PROBLEM REQUIREMENTS
Set out the listing word for word. End with the line that contains "use crate::error::ProcessError;".

DATA TO PROCESS
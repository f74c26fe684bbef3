use std::io::{Cursor, Read};
use std::path::{Path, PathBuf};
use std::process::{Command, Stdio};
use std::sync::Arc;
use std::sync::atomic::{AtomicBool, Ordering};
use std::sync::mpsc::{self, Receiver, RecvTimeoutError};
use std::thread;
use std::time::{Duration, Instant};
use anyhow::{bail, Context, Result};
use flate2::read::GzDecoder;
use sha2::{Digest, Sha256};
use tracing::{debug, warn};
use crate::error::ProcessError;

const POLL_INTERVAL: Duration = Duration::from_millis(20);

/// A cancellation flag shared between a caller and the work it started.
///
/// Cloning yields a handle to the same flag.
#[derive(Debug, Clone, Default)]
pub struct Cancellation(Arc<AtomicBool>);

impl Cancellation {
    pub fn new() -> Self {
        Self::default()
    }

    pub fn cancel(&self) {
        self.0.store(true, Ordering::SeqCst);
    }

    pub fn is_cancelled(&self) -> bool {
        self.0.load(Ordering::SeqCst)
    }
}

/// Strips the `sha256:` prefix from a hash if present and lowercases it.
/// This is useful for formatting hashes uniformly.
pub fn format_hash(hash: &str) -> String {
    let hash = hash.trim();
    hash.strip_prefix("sha256:").unwrap_or(hash).to_ascii_lowercase()
}

/// Returns the lowercase hex SHA-256 digest of `bytes`.
pub fn sha256_hex(bytes: &[u8]) -> String {
    let mut hasher = Sha256::new();
    hasher.update(bytes);
    hex::encode(hasher.finalize())
}

/// Whether `value` is a full lowercase hex SHA-256 digest.
pub fn is_sha256_hex(value: &str) -> bool {
    value.len() == 64 && value.bytes().all(|b| matches!(b, b'0'..=b'9' | b'a'..=b'f'))
}

/// Unpacks a gzip tarball or zip archive into `dest`, picking the format from
/// the leading magic bytes.
///
/// Returns the source root: the single top-level directory when the archive
/// has one (as forge tag archives do), otherwise `dest` itself.
pub fn extract_archive(bytes: &[u8], dest: &Path) -> Result<PathBuf> {
    std::fs::create_dir_all(dest)
        .with_context(|| format!("creating extraction directory {}", dest.display()))?;
    if bytes.starts_with(&[0x1f, 0x8b]) {
        let mut archive = tar::Archive::new(GzDecoder::new(Cursor::new(bytes)));
        archive
            .unpack(dest)
            .with_context(|| format!("unpacking tarball into {}", dest.display()))?;
    } else if bytes.starts_with(b"PK\x03\x04") {
        let mut archive = zip::ZipArchive::new(Cursor::new(bytes))?;
        archive
            .extract(dest)
            .with_context(|| format!("unpacking zip archive into {}", dest.display()))?;
    } else {
        bail!("unrecognised archive format");
    }

    let mut entries = std::fs::read_dir(dest)?
        .collect::<std::io::Result<Vec<_>>>()?;
    if entries.len() == 1 && entries[0].file_type()?.is_dir() {
        return Ok(entries.remove(0).path());
    }
    Ok(dest.to_path_buf())
}

/// Captured result of a finished external process.
#[derive(Debug, Clone, Default)]
pub struct ProcessOutput {
    /// Exit code, `None` when the process was killed by a signal.
    pub code: Option<i32>,
    pub stdout: String,
    pub stderr: String,
}

impl ProcessOutput {
    pub fn success(&self) -> bool {
        self.code == Some(0)
    }

    /// Standard output followed by standard error.
    pub fn combined(&self) -> String {
        let mut out = self.stdout.clone();
        if !self.stderr.is_empty() {
            if !out.is_empty() && !out.ends_with('\n') {
                out.push('\n');
            }
            out.push_str(&self.stderr);
        }
        out
    }
}

/// Runs `command` to completion, killing it when `timeout` elapses or
/// `cancel` is raised.
///
/// Both output streams are drained on their own threads so a chatty child
/// never blocks on a full pipe. The deadline also covers those streams: a
/// background process that inherited them and outlives the child counts as
/// a timeout.
pub fn run_with_deadline(
    mut command: Command,
    timeout: Duration,
    cancel: &Cancellation,
) -> std::result::Result<ProcessOutput, ProcessError> {
    let program = command.get_program().to_string_lossy().to_string();
    command
        .stdin(Stdio::null())
        .stdout(Stdio::piped())
        .stderr(Stdio::piped());

    let mut child = spawn_retrying_busy(&mut command)
        .map_err(|source| ProcessError::Spawn { program: program.clone(), source })?;
    debug!(program = %program, pid = child.id(), "spawned process");

    let stdout = child.stdout.take().map(drain);
    let stderr = child.stderr.take().map(drain);

    let deadline = Instant::now() + timeout;
    let status = loop {
        match child.try_wait() {
            Ok(Some(status)) => break status,
            Ok(None) => {}
            Err(source) => {
                let _ = child.kill();
                return Err(ProcessError::Io { program, source });
            }
        }
        if cancel.is_cancelled() {
            let _ = child.kill();
            let _ = child.wait();
            return Err(ProcessError::Cancelled { program });
        }
        if Instant::now() >= deadline {
            let _ = child.kill();
            let _ = child.wait();
            return Err(ProcessError::TimedOut { program, timeout });
        }
        thread::sleep(POLL_INTERVAL);
    };

    let stdout = collect(stdout, deadline, cancel).map_err(|e| e.into_error(&program, timeout))?;
    let stderr = collect(stderr, deadline, cancel).map_err(|e| e.into_error(&program, timeout))?;
    Ok(ProcessOutput { code: status.code(), stdout, stderr })
}

enum PipeWait {
    TimedOut,
    Cancelled,
}

impl PipeWait {
    fn into_error(self, program: &str, timeout: Duration) -> ProcessError {
        match self {
            PipeWait::TimedOut => {
                warn!(program, "output pipes still open after the process exited");
                ProcessError::TimedOut { program: program.to_string(), timeout }
            }
            PipeWait::Cancelled => ProcessError::Cancelled { program: program.to_string() },
        }
    }
}

/// Waits for a drained stream until `deadline`.
fn collect(
    pipe: Option<Receiver<Vec<u8>>>,
    deadline: Instant,
    cancel: &Cancellation,
) -> std::result::Result<String, PipeWait> {
    let Some(pipe) = pipe else {
        return Ok(String::new());
    };
    loop {
        let left = deadline.saturating_duration_since(Instant::now());
        match pipe.recv_timeout(left.min(POLL_INTERVAL)) {
            Ok(bytes) => return Ok(String::from_utf8_lossy(&bytes).to_string()),
            Err(RecvTimeoutError::Disconnected) => return Ok(String::new()),
            Err(RecvTimeoutError::Timeout) if left.is_zero() => return Err(PipeWait::TimedOut),
            Err(RecvTimeoutError::Timeout) => {}
        }
        if cancel.is_cancelled() {
            return Err(PipeWait::Cancelled);
        }
    }
}

fn drain<R: Read + Send + 'static>(mut reader: R) -> Receiver<Vec<u8>> {
    let (tx, rx) = mpsc::channel();
    thread::spawn(move || {
        let mut buf = Vec::new();
        let _ = reader.read_to_end(&mut buf);
        let _ = tx.send(buf);
    });
    rx
}

// A binary that was written a moment ago can still be held open by a
// concurrently forked child, which makes exec fail with ETXTBSY.
fn spawn_retrying_busy(command: &mut Command) -> std::io::Result<std::process::Child> {
    let mut attempts = 0;
    loop {
        match command.spawn() {
            Err(e) if e.kind() == std::io::ErrorKind::ExecutableFileBusy && attempts < 10 => {
                attempts += 1;
                thread::sleep(POLL_INTERVAL);
            }
            result => return result,
        }
    }
}

/// Marks a file executable for everyone on Unix.
#[cfg(unix)]
pub fn make_executable(path: &Path) -> std::io::Result<()> {
    use std::os::unix::fs::PermissionsExt;
    let mut permissions = std::fs::metadata(path)?.permissions();
    permissions.set_mode(0o755);
    std::fs::set_permissions(path, permissions)
}

#[cfg(not(unix))]
pub fn make_executable(_path: &Path) -> std::io::Result<()> {
    Ok(())
}

/// Checks if a given path is an executable file on Unix.
#[cfg(unix)]
pub fn is_executable(path: &Path) -> bool {
    use std::os::unix::fs::PermissionsExt;
    std::fs::metadata(path)
        .map(|meta| meta.is_file() && meta.permissions().mode() & 0o111 != 0)
        .unwrap_or(false)
}

/// Checks if a given path has a Windows executable extension (.exe, .bat, .cmd).
#[cfg(windows)]
pub fn is_executable(path: &Path) -> bool {
    if let Some(ext) = path.extension().and_then(|ext| ext.to_str()) {
        let ext = ext.to_ascii_lowercase();
        matches!(ext.as_str(), "exe" | "bat" | "cmd")
    } else {
        false
    }
}
//! # Formulary Core Library
//!
//! This crate contains the core logic of the `formulary` tool: a formula store,
//! upstream release checks, and a build pipeline for command-line tools that are
//! built from tagged source archives.
//!
//! A formula is a plain record that says where to fetch a release archive, which
//! SHA-256 it must have, which version, commit, and date to bake into the binary,
//! and how to smoke-test the result. The same upstream project may be published
//! under several names (for example `zipcmt` and `namzd`); the store keeps those
//! as separate records and reports them as aliases.
//!
//! This library is built for the `formulary` CLI, but you can also reuse it as a backend in other tools.
//!
//! ## Modules Overview
//! - [`formula`] – Formula records, validation, and formula files
//! - [`store`] – Keyed formula store with integrity-conflict and alias detection
//! - [`livecheck`] – Comparing declared versions with upstream release tags
//! - [`build`] – Fetch, checksum, extract, compile, and atomic install
//! - [`verify`] – Post-install smoke tests
//! - [`pipeline`] – Build plus verification for one or many formulas
//! - [`error`] – Error types for every stage
//! - [`util`] – Hashing, archives, and bounded process execution
//! - [`global`] – Per-user directories, configuration, and the download cache

pub mod error;
pub mod formula;
pub mod store;
pub mod livecheck;
pub mod build;
pub mod verify;
pub mod pipeline;
pub mod util;
pub mod global;

pub use error::*;
pub use formula::*;
pub use store::*;
pub use livecheck::*;
pub use build::*;
pub use verify::*;
pub use pipeline::*;
pub use util::*;
pub use global::cache::*;
pub use global::config::*;
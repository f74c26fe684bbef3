use std::path::PathBuf;
use anyhow::{anyhow, Result};
use directories::ProjectDirs;

fn project_dirs() -> Result<ProjectDirs> {
    ProjectDirs::from("org", "formulary", "formulary")
        .ok_or_else(|| anyhow!("Could not determine the home directory of the current user"))
}

/// `<config dir>/config.toml`.
pub fn user_config_file() -> Result<PathBuf> {
    Ok(project_dirs()?.config_dir().join("config.toml"))
}

/// Where downloaded source archives are kept between builds.
pub fn source_cache_dir() -> Result<PathBuf> {
    Ok(project_dirs()?.cache_dir().join("sources"))
}

/// Install prefix used when the config does not name one.
pub fn default_prefix() -> Result<PathBuf> {
    Ok(project_dirs()?.data_dir().join("Cellar"))
}
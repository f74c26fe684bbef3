use std::path::{Path, PathBuf};
use std::time::Duration;
use anyhow::{Context, Result};
use serde::{Deserialize, Serialize};
use tracing::debug;
use crate::global::utils::{default_prefix, user_config_file};

/// User configuration, read from `config.toml`.
///
/// Every key is optional; missing keys take their defaults.
#[derive(Deserialize, Serialize, Debug, Clone, PartialEq)]
#[serde(default)]
pub struct Config {
    /// Directory holding formula files.
    pub formula_dir: PathBuf,
    /// Install prefix; binaries land in `<prefix>/<name>/<version>/bin`.
    pub prefix: PathBuf,
    /// Parallel pipelines; 0 lets the thread pool decide.
    pub jobs: usize,
    pub fetch_timeout_secs: u64,
    pub toolchain_timeout_secs: u64,
    pub verify_timeout_secs: u64,
    pub upstream_timeout_secs: u64,
    /// Extra attempts for livecheck when the upstream host is unavailable.
    pub livecheck_retries: u32,
    pub github_api: String,
    pub cache_sources: bool,
}

impl Default for Config {
    fn default() -> Self {
        let prefix = default_prefix()
            .unwrap_or_else(|_| PathBuf::from(".formulary").join("Cellar"));
        Self {
            formula_dir: PathBuf::from("Formula"),
            prefix,
            jobs: 0,
            fetch_timeout_secs: 300,
            toolchain_timeout_secs: 1800,
            verify_timeout_secs: 30,
            upstream_timeout_secs: 30,
            livecheck_retries: 2,
            github_api: "https://api.github.com".to_string(),
            cache_sources: true,
        }
    }
}

impl Config {
    /// Loads a `Config` from a file path.
    pub fn load<P: AsRef<Path>>(path: P) -> Result<Config> {
        let path = path.as_ref();
        let content = std::fs::read_to_string(path)
            .with_context(|| format!("reading config {}", path.display()))?;
        toml::from_str(&content).with_context(|| format!("parsing config {}", path.display()))
    }

    /// Loads `path` if given, else the per-user `config.toml` if it exists,
    /// else the defaults.
    pub fn load_or_default(path: Option<&Path>) -> Result<Config> {
        if let Some(path) = path {
            return Config::load(path);
        }
        match user_config_file() {
            Ok(file) if file.exists() => Config::load(file),
            _ => {
                debug!("no config file, using defaults");
                Ok(Config::default())
            }
        }
    }

    /// Saves the `Config` to the given path in pretty TOML format.
    pub fn save<P: AsRef<Path>>(&self, path: P) -> Result<()> {
        let toml_str = toml::to_string_pretty(self)?;
        std::fs::write(path, toml_str)?;
        Ok(())
    }

    pub fn fetch_timeout(&self) -> Duration {
        Duration::from_secs(self.fetch_timeout_secs)
    }

    pub fn toolchain_timeout(&self) -> Duration {
        Duration::from_secs(self.toolchain_timeout_secs)
    }

    pub fn verify_timeout(&self) -> Duration {
        Duration::from_secs(self.verify_timeout_secs)
    }

    pub fn upstream_timeout(&self) -> Duration {
        Duration::from_secs(self.upstream_timeout_secs)
    }
}
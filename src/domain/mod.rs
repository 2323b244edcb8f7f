// ============================================================================
// Domain Models Module
// Contains all core domain entities and value objects
// ============================================================================

pub mod asset;
pub mod config;
pub mod context;
pub mod error;
pub mod settlement;
pub mod wallet;

pub use asset::Asset;
pub use config::{SettlementPolicy, WalletConfig};
pub use context::{RequestContext, Role};
pub use error::{WalletError, WalletResult};
pub use settlement::{Settlement, SettlementRequest};
pub use wallet::{OwnerId, Wallet, WalletId};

ANSWER SECTION
repository f74c26fe684bbef3
use std::io::{Cursor, Read};
use std::path::{Path, PathBuf};
use std::process::{Command, Stdio};
use std::sync::Arc;
use std::sync::atomic::{AtomicBool, Ordering};
use std::sync::mpsc::{self, Receiver, RecvTimeoutError};
use std::thread;
use std::time::{Duration, Instant};
use anyhow::{bail, Context, Result};
use flate2::read::GzDecoder;
use sha2::{Digest, Sha256};
use tracing::{debug, warn};
use crate::error::ProcessError;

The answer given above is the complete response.